Moreover, unlike the beta-defensins and olfactory receptors, the known function of the DUB/USP17 family genes would suggest there should be no selective pressure for the acquisition of additional family members and as yet we have no experimental evidence that any of the intact ORFs, other than DUB-3 and USP17 are active. In fact, several lines of evidence suggest that the DUB/USP17 family regulate cell growth and survival, processes which are controlled by delicately balanced systems which can be easily disrupted and would not benefit from additional gene expression. In particular, DUB-1 expression results in cell cycle arrest prior to S-phase , DUB-2 expression markedly inhibits apoptosis induced by cytokine withdrawal  and we have previously reported that constitutive expression of DUB-3 blocks cell proliferation [6, 9, 28] through its regulation of the ubiquitination and activity of the 'CAAX' box protease RCE1 [9, 29]. In addition, it has also been observed that overexpression of USP17 family members can lead to apoptosis  and most recently it has been reported that DUB-3 regulates the ubiquitination and stability of CDC25A and thereby the progression of the cell cycle . Indeed, previous studies of RS447 would suggest mechanisms are present to regulate the transcript levels of DUB/USP17 genes. In particular, previous studies have indicated that cosmid vectors containing significantly different copy numbers of the RS447 repeat may produce similar levels of DUB/USP17 protein due to the production of anti-sense transcripts . In addition, it has been reported that some copies of the RS447 sequence can be methylated . Therefore, it is probable that the expression of the DUB/USP17 genes is tightly controlled and their existence within a highly polymorphic sequence is not so much a reflection of the selective evolutionary pressures on these genes, but a consequence of the unstable and copy number variable region of the genome in which they have evolved.
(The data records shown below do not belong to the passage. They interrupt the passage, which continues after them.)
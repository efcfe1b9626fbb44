use clap::Subcommand;
use serde_json::Value;

use crate::cli::utils::{output_error, output_success, server_url};
use crate::cli::OutputFormat;

#[derive(Subcommand)]
pub enum ServerCommands {
    #[command(about = "Check server health status from the /health endpoint")]
    Health {
        #[arg(long, default_value = "http://localhost:3000", help = "Server URL")]
        server: String,
    },

    #[command(about = "Show server information from the root endpoint")]
    Info {
        #[arg(long, default_value = "http://localhost:3000", help = "Server URL")]
        server: String,
    },
}

pub async fn handle(cmd: ServerCommands, output_format: OutputFormat) -> anyhow::Result<()> {
    match cmd {
        ServerCommands::Health { server } => {
            let url = format!("{}/health", server_url(&server));
            let response = reqwest::get(&url).await?;
            let status = response.status();
            let body: Value = response.json().await.unwrap_or(Value::Null);

            if status.is_success() {
                output_success(output_format, &format!("{} is healthy", server), Some(body))
            } else {
                output_error(
                    output_format,
                    &format!("{} is unhealthy ({})", server, status),
                    Some("SERVICE_UNAVAILABLE"),
                )?;
                anyhow::bail!("health check failed")
            }
        }
        ServerCommands::Info { server } => {
            let url = format!("{}/", server_url(&server));
            let body: Value = reqwest::get(&url).await?.error_for_status()?.json().await?;

            if output_format == OutputFormat::Text {
                println!("{}", serde_json::to_string_pretty(&body["data"])?);
            }
            output_success(output_format, &format!("Connected to {}", server), Some(body))
        }
    }
}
However, having now established that each copy of the copy number variable beta-defensin cluster contains a block of DUB/USP17 sequences using the current human genome build, it would also be interesting to examine the association of their copy number with immune related diseases. Previously, it has been demonstrated that higher copy numbers of this cluster are associated with protection against Crohn's disease , something which was hypothesised to result from the increased barrier to infection resulting from over production of the beta-defensins. In addition, higher copy numbers have also been associated with an increased risk of psoriasis . The DUB/USP17 family members are cytokine induced genes [3–6] which will be expressed in many immune cell types and could modulate the immune response. Therefore, their presence within this cluster could be related to its association with these immune related diseases. As a result, it may be informative to examine the overall copy number of these genes and see if there is any association with these diseases.